Cabins on any cruise are tiny by hotel standards, but I didn't think ours was too bad. It had a bed, and it came with those logo-branded pens I so love to collect. We had a private balcony, and my friends were in the room next to us with their own private balcony. This led to a fair amount of partying being done in our rooms, because, well, it was the only place we could drink all the booze we smuggled onboard. That plus, our rooms had really psychadelic carpeting. It was fun to explore.

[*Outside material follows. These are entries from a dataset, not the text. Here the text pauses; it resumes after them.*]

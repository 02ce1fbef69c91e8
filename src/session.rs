//! The top-level handle.
//!
//! A `Session` owns one graph store and wires the engine components to the
//! collaborators. It holds the current repository context (name, branch,
//! flat path list, summary) and the id of the selected node; node data is
//! always read back from the store, never cached here.
//!
//! ```text
//! expand/collapse ──▶ expansion ─┐
//! annotate ────────▶ cache ──────┼──▶ GraphStore ──▶ WriteBehind ──▶ Persistence
//! search ──────────▶ focus ──────┘
//! ```

use std::sync::Arc;
use std::time::Instant;

use chrono::{DateTime, Utc};
use parking_lot::{Mutex, RwLock};
use tracing::{debug, info, warn};

use crate::cache;
use crate::config::EngineConfig;
use crate::expansion::{self, ExpansionContext, SkipReason, Transition};
use crate::focus::{self, FocusOutcome};
use crate::model::*;
use crate::persistence::WriteBehind;
use crate::repo::normalize_repo_name;
use crate::services::{AnnotationRequest, AnnotationService, Persistence, RepositoryService, SearchService};
use crate::store::{GraphSnapshot, GraphStore, MemoryStore};
use crate::Result;

// ============================================================================
// Repository context
// ============================================================================

/// The repository-level half of a `RepoAnalysis`: everything except the
/// node and edge lists, which live in the store.
#[derive(Debug, Clone, PartialEq)]
pub struct RepoContext {
    pub repo_name: String,
    pub default_branch: String,
    pub file_map: Arc<[String]>,
    pub overall_complexity: f64,
    pub overall_summary: String,
    pub architecture_type: String,
    pub timestamp: Option<DateTime<Utc>>,
}

impl RepoContext {
    fn split(analysis: RepoAnalysis) -> (Self, GraphSnapshot) {
        let ctx = Self {
            repo_name: analysis.repo_name,
            default_branch: analysis.default_branch,
            file_map: analysis.file_map.into(),
            overall_complexity: analysis.overall_complexity,
            overall_summary: analysis.overall_summary,
            architecture_type: analysis.architecture_type,
            timestamp: analysis.timestamp,
        };
        (ctx, GraphSnapshot::new(analysis.nodes, analysis.edges))
    }

    fn join(&self, graph: GraphSnapshot) -> RepoAnalysis {
        RepoAnalysis {
            repo_name: self.repo_name.clone(),
            nodes: graph.nodes,
            edges: graph.edges,
            overall_complexity: self.overall_complexity,
            overall_summary: self.overall_summary.clone(),
            architecture_type: self.architecture_type.clone(),
            file_map: self.file_map.to_vec(),
            timestamp: self.timestamp,
            default_branch: self.default_branch.clone(),
        }
    }
}

// ============================================================================
// Session
// ============================================================================

pub struct Session<S: GraphStore> {
    store: Arc<S>,
    repo: RwLock<Option<RepoContext>>,
    selected: RwLock<Option<NodeId>>,
    writer: WriteBehind,
    config: EngineConfig,
    last_write: Mutex<Option<Instant>>,
}

impl Session<MemoryStore> {
    /// Session over a fresh `MemoryStore`.
    pub fn in_memory(persistence: Arc<dyn Persistence>, config: EngineConfig) -> Self {
        Self::new(MemoryStore::new(), persistence, config)
    }
}

impl<S: GraphStore> Session<S> {
    pub fn new(store: S, persistence: Arc<dyn Persistence>, config: EngineConfig) -> Self {
        Self {
            store: Arc::new(store),
            repo: RwLock::new(None),
            selected: RwLock::new(None),
            writer: WriteBehind::new(persistence),
            config,
            last_write: Mutex::new(None),
        }
    }

    pub fn store(&self) -> &S {
        &self.store
    }

    pub fn config(&self) -> &EngineConfig {
        &self.config
    }

    // ========================================================================
    // Repository lifecycle
    // ========================================================================

    /// Make `analysis` the current repository, replacing whatever was loaded.
    ///
    /// Every node starts undimmed; caches carried by the record are kept.
    pub fn install(&self, analysis: RepoAnalysis) {
        let (ctx, mut graph) = RepoContext::split(analysis);
        for node in &mut graph.nodes {
            node.data.dimmed = false;
        }
        info!(repo = %ctx.repo_name, nodes = graph.nodes.len(), edges = graph.edges.len(),
              paths = ctx.file_map.len(), "repository installed");

        *self.selected.write() = None;
        *self.repo.write() = Some(ctx);
        self.store.load(graph);
    }

    /// Drop the current repository. Late callbacks become no-ops.
    pub fn discard(&self) {
        *self.selected.write() = None;
        *self.repo.write() = None;
        self.store.clear();
    }

    pub fn repo_name(&self) -> Option<String> {
        self.repo.read().as_ref().map(|r| r.repo_name.clone())
    }

    pub fn repo_context(&self) -> Option<RepoContext> {
        self.repo.read().clone()
    }

    /// The current repository record, rebuilt from the latest store state.
    pub fn analysis(&self) -> Option<RepoAnalysis> {
        let repo = self.repo.read();
        repo.as_ref().map(|ctx| ctx.join(self.store.snapshot()))
    }

    /// Load `input` from the snapshot cache, or fetch it through `service`.
    ///
    /// On failure the session is left exactly as it was.
    pub async fn analyze<R>(&self, input: &str, service: &R) -> Result<()>
    where
        R: RepositoryService + ?Sized,
    {
        let name = normalize_repo_name(input);
        self.writer.flush().await;

        let cached = self.persistence().load(&name).unwrap_or_else(|e| {
            warn!(repo = %name, error = %e, "snapshot cache read failed");
            None
        });
        if let Some(analysis) = cached {
            info!(repo = %name, "snapshot cache hit");
            self.install(analysis);
            return Ok(());
        }

        let analysis = service.fetch_repository(&name).await?;
        if let Err(e) = self.persistence().save(&analysis) {
            warn!(repo = %name, error = %e, "snapshot cache write failed");
        }
        self.install(analysis);
        Ok(())
    }

    /// Cached records, newest first. Read failures yield an empty list.
    pub fn history(&self) -> Vec<RepoAnalysis> {
        self.persistence().list().unwrap_or_else(|e| {
            warn!(error = %e, "snapshot cache list failed");
            Vec::new()
        })
    }

    pub fn clear_history(&self) {
        if let Err(e) = self.persistence().clear() {
            warn!(error = %e, "snapshot cache clear failed");
        }
    }

    // ========================================================================
    // Expansion
    // ========================================================================

    /// Expand a collapsed folder or collapse an expanded one.
    pub fn toggle(&self, id: &NodeId) -> Transition {
        self.transition(id, expansion::toggle)
    }

    pub fn expand(&self, id: &NodeId) -> Transition {
        self.transition(id, expansion::expand)
    }

    pub fn collapse(&self, id: &NodeId) -> Transition {
        self.transition(id, expansion::collapse)
    }

    fn transition(
        &self,
        id: &NodeId,
        step: fn(&mut GraphSnapshot, &NodeId, Option<&ExpansionContext<'_>>) -> Transition,
    ) -> Transition {
        let repo = self.repo.read().clone();
        let ctx = repo.as_ref().map(|r| ExpansionContext {
            repo_name: &r.repo_name,
            default_branch: &r.default_branch,
            file_map: &r.file_map,
            view_base_url: &self.config.view_base_url,
            fan_out: &self.config.fan_out,
        });

        let mut outcome = Transition::Skipped(SkipReason::NoFileMap);
        self.store.replace_graph(&mut |mut graph| {
            outcome = step(&mut graph, id, ctx.as_ref());
            graph
        });

        if outcome.changed() {
            self.write_through();
        } else {
            debug!(node = %id, ?outcome, "transition skipped");
        }
        outcome
    }

    // ========================================================================
    // Annotation
    // ========================================================================

    /// Merge `text` into the node's cache for `mode`. False if the node is gone.
    pub fn merge_analysis(&self, id: &NodeId, mode: AnalysisMode, text: &str) -> bool {
        let merged = cache::merge_analysis(&*self.store, id, mode, text);
        if merged {
            self.write_through();
        }
        merged
    }

    /// Annotation text for a node, generating and caching it if needed.
    ///
    /// Returns `None` when the node or repository disappeared, either
    /// before the request or while it was in flight.
    pub async fn annotate<A>(&self, id: &NodeId, mode: AnalysisMode, service: &A) -> Option<String>
    where
        A: AnnotationService + ?Sized,
    {
        let node = self.store.node(id)?;
        if let Some(text) = node.cached(mode) {
            return Some(text.to_string());
        }
        let (repo_name, branch) = {
            let repo = self.repo.read();
            let ctx = repo.as_ref()?;
            (ctx.repo_name.clone(), ctx.default_branch.clone())
        };

        let request = AnnotationRequest {
            path: node.data.full_path.clone().unwrap_or_else(|| node.data.label.clone()),
            kind: node.data.kind,
            repo_name: repo_name.clone(),
            branch,
            mode,
        };
        let text = service.generate_annotation(&request).await;

        if self.repo_name().as_deref() != Some(repo_name.as_str()) {
            debug!(node = %id, "annotation arrived after a repository switch");
            return None;
        }
        self.merge_analysis(id, mode, &text).then_some(text)
    }

    // ========================================================================
    // Selection + focus
    // ========================================================================

    /// Manual selection. Clears any focus dimming.
    pub fn select(&self, id: &NodeId) -> Option<Node> {
        focus::clear_focus(&*self.store);
        let node = self.store.node(id)?;
        *self.selected.write() = Some(id.clone());
        Some(node)
    }

    pub fn clear_selection(&self) {
        *self.selected.write() = None;
    }

    /// The selected node as it is in the store right now.
    pub fn selected_node(&self) -> Option<Node> {
        let id = self.selected.read().clone()?;
        self.store.node(&id)
    }

    /// Apply focus mode for a search result and select its primary node.
    ///
    /// Does not schedule the revert; see `search` or `focus::schedule_revert`.
    pub fn focus(&self, result: &SearchResult) -> Option<FocusOutcome> {
        let outcome = focus::apply_focus(&*self.store, result, self.config.fit)?;
        if let Some(primary) = &outcome.primary {
            *self.selected.write() = Some(primary.id.clone());
        }
        Some(outcome)
    }

    /// Clear focus dimming on every node.
    pub fn revert_focus(&self) -> usize {
        focus::clear_focus(&*self.store)
    }

    /// Run a search, focus its result and schedule the timed revert.
    ///
    /// Must be called from within a tokio runtime.
    pub async fn search<Q>(&self, query: &str, service: &Q) -> Option<FocusOutcome>
    where
        Q: SearchService + ?Sized,
    {
        let file_map = self.repo.read().as_ref()
            .map(|r| Arc::clone(&r.file_map))
            .unwrap_or_else(|| Arc::from(Vec::new()));
        let nodes = self.store.nodes();
        if nodes.is_empty() {
            return None;
        }

        let result = service.search(query, &nodes, &file_map).await?;
        let outcome = self.focus(&result)?;
        focus::schedule_revert(Arc::clone(&self.store), self.config.dim_revert);
        Some(outcome)
    }

    // ========================================================================
    // Write-through
    // ========================================================================

    /// True for `saving_indicator` after the last write-through.
    pub fn is_saving(&self) -> bool {
        self.last_write.lock()
            .is_some_and(|t| t.elapsed() < self.config.saving_indicator)
    }

    /// Wait for queued write-throughs to reach the persistence.
    pub async fn flush(&self) {
        self.writer.flush().await;
    }

    fn persistence(&self) -> &dyn Persistence {
        &**self.writer.persistence()
    }

    fn write_through(&self) {
        let Some(repo_name) = self.repo_name() else {
            return;
        };
        *self.last_write.lock() = Some(Instant::now());
        let graph = self.store.snapshot();
        self.writer.submit(&repo_name, graph.nodes, graph.edges);
    }
}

I'd read so many horror stories about bed bugs on cruise ships that I was sure our room was going to be a snake pit...and it wasn't, not at all. It was totally clean, and the room guys, who I assume have more official titles than "room guys," kept it that way all week. This is essential, because cruising tends to be the kind of vacation that necessitates three showers or more a day on average. If I'm out of towels, I'm out of my mind. Dirty towels at home on a rough morning...that's your own dirt, so whatever. Dirty towels fresh from the dirty cruise bathroom floor...you better get Maaco.
The bathroom was particularly interesting, with big blaring warning stickers all over the toilets advising us not to flush down any extracurricular items, lest we ruin the entire system for "up to 50 bathrooms" on the ship. See, thing is...warnings like that read more like challenges than do-not-dos. I'd have to imagine that there's at least one bratty kid on every cruise ship who cannot resist the allure of fucking up the johns for up to 50 total strangers. If you can't gamble, you gotta roll the dice somewhere.
As for the mouthwash, you might be wondering why it's a few shades darker than the norm. Simple: It's not mouthwash. It's cool how you catch things like that. It's not mouthwash, it's absinthe. Sebor Absinthe, to be exact, which is something my friends and I cannot vacation without. Frankly, we wouldn't get along well enough to survive a weekend, let alone a week, without utilizing some kind of mystical novelty liquor to help dull our wits into weeklong running jokes about what a shitty movie 8MM was. Kill 'em, Machine. We've been vacationing with absinthe for several years now, and it never disappoints. Example: I drank it at that horror convention, and ended up rubbing Betsy Palmer's shoulders while the guy who played the Tall Man walked by making "shame shame shame" finger motions. This doesn't answer the question of why it's in a mouthwash bottle. I'll do that now.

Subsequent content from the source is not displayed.